Task
From the material that follows, please give the number of lines containing the string "Body", and that number alone.
-----
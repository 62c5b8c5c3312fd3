//! Prometheus metrics for observability.
//!
//! This module provides metrics for monitoring the reelscout server:
//! - HTTP request metrics (latency, counts)
//! - WebSocket connection metrics
//! - Search page status (collected dynamically)

use once_cell::sync::Lazy;
use prometheus::{
    self, Encoder, HistogramOpts, HistogramVec, IntCounter, IntCounterVec, IntGauge, Opts,
    Registry, TextEncoder,
};

use crate::state::AppState;

/// Global metrics registry.
pub static REGISTRY: Lazy<Registry> = Lazy::new(|| {
    let registry = Registry::new();
    register_metrics(&registry);
    registry
});

// =============================================================================
// HTTP Request Metrics
// =============================================================================

/// HTTP request duration in seconds.
pub static HTTP_REQUEST_DURATION: Lazy<HistogramVec> = Lazy::new(|| {
    HistogramVec::new(
        HistogramOpts::new(
            "reelscout_http_request_duration_seconds",
            "HTTP request duration in seconds",
        )
        .buckets(vec![
            0.001, 0.005, 0.01, 0.025, 0.05, 0.1, 0.25, 0.5, 1.0, 2.5, 5.0, 10.0,
        ]),
        &["method", "path", "status"],
    )
    .unwrap()
});

/// HTTP requests total count.
pub static HTTP_REQUESTS_TOTAL: Lazy<IntCounterVec> = Lazy::new(|| {
    IntCounterVec::new(
        Opts::new("reelscout_http_requests_total", "Total HTTP requests"),
        &["method", "path", "status"],
    )
    .unwrap()
});

/// HTTP requests currently in flight.
pub static HTTP_REQUESTS_IN_FLIGHT: Lazy<IntGauge> = Lazy::new(|| {
    IntGauge::new(
        "reelscout_http_requests_in_flight",
        "Number of HTTP requests currently being processed",
    )
    .unwrap()
});

// =============================================================================
// WebSocket Metrics
// =============================================================================

/// Active WebSocket connections.
pub static WS_CONNECTIONS_ACTIVE: Lazy<IntGauge> = Lazy::new(|| {
    IntGauge::new(
        "reelscout_ws_connections_active",
        "Number of active WebSocket connections",
    )
    .unwrap()
});

/// Total WebSocket connections (cumulative).
pub static WS_CONNECTIONS_TOTAL: Lazy<IntCounter> = Lazy::new(|| {
    IntCounter::new(
        "reelscout_ws_connections_total",
        "Total WebSocket connections since startup",
    )
    .unwrap()
});

/// WebSocket state snapshots sent.
pub static WS_MESSAGES_SENT: Lazy<IntCounterVec> = Lazy::new(|| {
    IntCounterVec::new(
        Opts::new("reelscout_ws_messages_sent_total", "WebSocket messages sent"),
        &["type"],
    )
    .unwrap()
});

// =============================================================================
// Search Page Metrics (collected dynamically)
// =============================================================================

/// Whether the search coordinator is running (1) or stopped (0).
pub static COORDINATOR_RUNNING: Lazy<IntGauge> = Lazy::new(|| {
    IntGauge::new(
        "reelscout_coordinator_running",
        "Whether the search coordinator is running (1) or stopped (0)",
    )
    .unwrap()
});

/// Movies currently shown.
pub static MOVIES_SHOWN: Lazy<IntGauge> = Lazy::new(|| {
    IntGauge::new("reelscout_movies_shown", "Number of movies currently shown").unwrap()
});

/// Trending rows currently shown.
pub static TRENDING_SHOWN: Lazy<IntGauge> = Lazy::new(|| {
    IntGauge::new(
        "reelscout_trending_shown",
        "Number of trending search terms currently shown",
    )
    .unwrap()
});

// =============================================================================
// Registration
// =============================================================================

fn register_metrics(registry: &Registry) {
    // HTTP
    registry
        .register(Box::new(HTTP_REQUEST_DURATION.clone()))
        .unwrap();
    registry
        .register(Box::new(HTTP_REQUESTS_TOTAL.clone()))
        .unwrap();
    registry
        .register(Box::new(HTTP_REQUESTS_IN_FLIGHT.clone()))
        .unwrap();

    // WebSocket
    registry
        .register(Box::new(WS_CONNECTIONS_ACTIVE.clone()))
        .unwrap();
    registry
        .register(Box::new(WS_CONNECTIONS_TOTAL.clone()))
        .unwrap();
    registry
        .register(Box::new(WS_MESSAGES_SENT.clone()))
        .unwrap();

    // Search page
    registry
        .register(Box::new(COORDINATOR_RUNNING.clone()))
        .unwrap();
    registry.register(Box::new(MOVIES_SHOWN.clone())).unwrap();
    registry
        .register(Box::new(TRENDING_SHOWN.clone()))
        .unwrap();

    // Core metrics (fetch cycles, trend store, external services)
    for metric in reelscout_core::metrics::all_metrics() {
        registry.register(metric).unwrap();
    }
}

/// Encode all metrics as Prometheus text format.
pub fn encode_metrics() -> String {
    let encoder = TextEncoder::new();
    let metric_families = REGISTRY.gather();
    let mut buffer = Vec::new();
    encoder.encode(&metric_families, &mut buffer).unwrap();
    String::from_utf8(buffer).unwrap()
}

/// Update gauges from the current search page state.
pub fn collect_dynamic_metrics(state: &AppState) {
    let coordinator = state.coordinator();
    COORDINATOR_RUNNING.set(if coordinator.is_running() { 1 } else { 0 });

    let snapshot = coordinator.snapshot();
    MOVIES_SHOWN.set(snapshot.movies.len() as i64);
    TRENDING_SHOWN.set(snapshot.trending.len() as i64);
}

#[cfg(test)]
mod tests {
    use super::*;

    #[test]
    fn test_encode_metrics_returns_prometheus_format() {
        HTTP_REQUESTS_TOTAL
            .with_label_values(&["GET", "/test", "200"])
            .inc();

        let output = encode_metrics();
        assert!(output.contains("reelscout_http_requests_total"));
        assert!(output.contains("# HELP"));
        assert!(output.contains("# TYPE"));
    }

    #[test]
    fn test_registry_contains_core_metrics() {
        // Vec metrics only appear once a label set has been touched
        reelscout_core::metrics::FETCH_CYCLES
            .with_label_values(&["search", "success"])
            .inc();
        reelscout_core::metrics::TREND_RECORDS
            .with_label_values(&["created"])
            .inc();
        WS_CONNECTIONS_ACTIVE.set(0);
        COORDINATOR_RUNNING.set(0);

        let output = encode_metrics();

        assert!(output.contains("reelscout_ws_connections_active"));
        assert!(output.contains("reelscout_coordinator_running"));
        assert!(output.contains("reelscout_fetch_cycles_total"));
        assert!(output.contains("reelscout_trend_records_total"));
    }
}
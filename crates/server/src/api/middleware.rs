//! HTTP metrics middleware.

use axum::{body::Body, extract::MatchedPath, http::Request, middleware::Next, response::Response};
use std::time::Instant;

use crate::metrics::{HTTP_REQUESTS_IN_FLIGHT, HTTP_REQUESTS_TOTAL, HTTP_REQUEST_DURATION};

/// Records request duration, count and in-flight requests.
///
/// Paths are labelled by route template so label cardinality stays bounded.
/// Must be installed with `route_layer` for the matched path to be known.
pub async fn metrics_middleware(request: Request<Body>, next: Next) -> Response {
    let start = Instant::now();
    let method = request.method().to_string();
    let path = request
        .extensions()
        .get::<MatchedPath>()
        .map(|p| p.as_str().to_string())
        .unwrap_or_else(|| "unmatched".to_string());

    HTTP_REQUESTS_IN_FLIGHT.inc();

    let response = next.run(request).await;

    HTTP_REQUESTS_IN_FLIGHT.dec();

    let duration = start.elapsed().as_secs_f64();
    let status = response.status().as_u16().to_string();

    HTTP_REQUEST_DURATION
        .with_label_values(&[&method, &path, &status])
        .observe(duration);
    HTTP_REQUESTS_TOTAL
        .with_label_values(&[&method, &path, &status])
        .inc();

    response
}
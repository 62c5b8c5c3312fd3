//! Testing utilities and mock implementations.
//!
//! This module provides mock implementations of the external service traits,
//! allowing end-to-end testing without a real catalog or row store.
//!
//! # Example
//!
//! ```rust,ignore
//! use reelscout_core::testing::{fixtures, MockMovieCatalog, MockRowStore};
//!
//! let catalog = MockMovieCatalog::new();
//! let store = MockRowStore::new();
//!
//! catalog.add_movie(fixtures::movie(42, "Dune", Some("/x.jpg"))).await;
//! store.fail_next("create_row", RowStoreError::Conflict("dup".into())).await;
//! ```

mod mock_movie_catalog;
mod mock_row_store;

pub use mock_movie_catalog::MockMovieCatalog;
pub use mock_row_store::{MockRowStore, RecordedRowCall};

/// Test fixtures and helper functions.
pub mod fixtures {
    use serde_json::{json, Map};

    use crate::catalog::Movie;
    use crate::row_store::Row;

    /// Create a test movie with reasonable defaults.
    pub fn movie(id: u64, title: &str, poster_path: Option<&str>) -> Movie {
        Movie {
            id,
            title: title.to_string(),
            original_title: None,
            overview: Some(format!("A movie about {}.", title.to_lowercase())),
            poster_path: poster_path.map(str::to_string),
            backdrop_path: None,
            release_date: Some("2021-09-15".to_string()),
            original_language: Some("en".to_string()),
            vote_average: Some(7.5),
            vote_count: 100,
            popularity: 10.0,
            adult: false,
            genre_ids: vec![18],
        }
    }

    /// Create a stored search term row.
    pub fn search_term_row(row_id: &str, term: &str, count: u64) -> Row {
        let mut data = Map::new();
        data.insert("searchTerm".to_string(), json!(term));
        data.insert("count".to_string(), json!(count));
        data.insert("movie_id".to_string(), json!(1));
        data.insert(
            "poster_url".to_string(),
            json!(format!("https://image.tmdb.org/t/p/w500/{}.jpg", row_id)),
        );
        Row::new(row_id, data)
    }
}
//! Mock movie catalog for testing.

use async_trait::async_trait;
use std::collections::HashMap;
use std::sync::Arc;
use std::time::Duration;
use tokio::sync::RwLock;

use crate::catalog::{CatalogError, Movie, MovieCatalog};

/// Mock implementation of the MovieCatalog trait.
///
/// Provides controllable behavior for testing:
/// - Empty query returns all movies by descending popularity
/// - Other queries match titles case-insensitively
/// - Track queries for assertions
/// - Simulate failures and slow responses
///
/// # Example
///
/// ```rust,ignore
/// use reelscout_core::testing::{fixtures, MockMovieCatalog};
///
/// let catalog = MockMovieCatalog::new();
/// catalog.add_movie(fixtures::movie(438631, "Dune", Some("/dune.jpg"))).await;
///
/// let results = catalog.fetch_movies("dune").await?;
/// assert_eq!(results.len(), 1);
/// ```
#[derive(Debug, Clone, Default)]
pub struct MockMovieCatalog {
    /// Movies in insertion order.
    movies: Arc<RwLock<Vec<Movie>>>,
    /// Recorded queries.
    queries: Arc<RwLock<Vec<String>>>,
    /// If set, the next operation will fail with this error.
    next_error: Arc<RwLock<Option<CatalogError>>>,
    /// Artificial latency per query.
    delays: Arc<RwLock<HashMap<String, Duration>>>,
}

impl MockMovieCatalog {
    /// Create a new empty mock catalog.
    pub fn new() -> Self {
        Self::default()
    }

    // =========================================================================
    // Configuration
    // =========================================================================

    /// Add a movie.
    pub async fn add_movie(&self, movie: Movie) {
        self.movies.write().await.push(movie);
    }

    /// Replace all movies.
    pub async fn set_movies(&self, movies: Vec<Movie>) {
        *self.movies.write().await = movies;
    }

    /// Clear all movies.
    pub async fn clear_movies(&self) {
        self.movies.write().await.clear();
    }

    /// Delay responses to `query` by `delay`.
    pub async fn set_delay(&self, query: &str, delay: Duration) {
        self.delays.write().await.insert(query.to_string(), delay);
    }

    // =========================================================================
    // Query Recording
    // =========================================================================

    /// Get all recorded queries.
    pub async fn recorded_queries(&self) -> Vec<String> {
        self.queries.read().await.clone()
    }

    /// Get the number of queries performed.
    pub async fn query_count(&self) -> usize {
        self.queries.read().await.len()
    }

    /// Clear recorded queries.
    pub async fn clear_recorded(&self) {
        self.queries.write().await.clear();
    }

    // =========================================================================
    // Error Injection
    // =========================================================================

    /// Configure the next operation to fail with the given error.
    pub async fn set_next_error(&self, error: CatalogError) {
        *self.next_error.write().await = Some(error);
    }

    /// Clear any pending error.
    pub async fn clear_next_error(&self) {
        *self.next_error.write().await = None;
    }

    async fn take_error(&self) -> Option<CatalogError> {
        self.next_error.write().await.take()
    }
}

#[async_trait]
impl MovieCatalog for MockMovieCatalog {
    async fn fetch_movies(&self, query: &str) -> Result<Vec<Movie>, CatalogError> {
        self.queries.write().await.push(query.to_string());

        let delay = self.delays.read().await.get(query).copied();
        if let Some(delay) = delay {
            tokio::time::sleep(delay).await;
        }

        if let Some(err) = self.take_error().await {
            return Err(err);
        }

        let movies = self.movies.read().await;

        if query.is_empty() {
            let mut popular = movies.clone();
            popular.sort_by(|a, b| b.popularity.total_cmp(&a.popularity));
            return Ok(popular);
        }

        let query_lower = query.to_lowercase();
        Ok(movies
            .iter()
            .filter(|m| m.title.to_lowercase().contains(&query_lower))
            .cloned()
            .collect())
    }
}
mod loader;
mod types;
mod validate;

pub use loader::{load_config, load_config_from_str};
pub use types::*;
pub use validate::validate_config;

use thiserror::Error;

#[derive(Debug, Error)]
pub enum ConfigError {
    #[error("Configuration file not found: {0}")]
    FileNotFound(String),

    #[error("Failed to parse configuration: {0}")]
    ParseError(String),

    #[error("Configuration validation failed: {0}")]
    ValidationError(String),
}
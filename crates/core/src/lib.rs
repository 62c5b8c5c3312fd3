pub mod catalog;
pub mod config;
pub mod metrics;
pub mod row_store;
pub mod search;
pub mod testing;
pub mod trending;

pub use catalog::{CatalogEndpoint, CatalogError, Movie, MovieCatalog, TmdbClient, TmdbConfig};
pub use config::{
    load_config, load_config_from_str, validate_config, Config, ConfigError, SanitizedConfig,
    ServerConfig, TrendStoreBackend, TrendStoreConfig,
};
pub use row_store::{
    create_row_store, AppwriteConfig, AppwriteRowStore, InMemoryRowStore, Row, RowQuery,
    RowStore, RowStoreError,
};
pub use search::{SearchConfig, SearchCoordinator, SearchState, FETCH_ERROR_MESSAGE};
pub use trending::{RecordOutcome, SearchTermRow, TrendError, TrendStore};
-----
Worked solution
2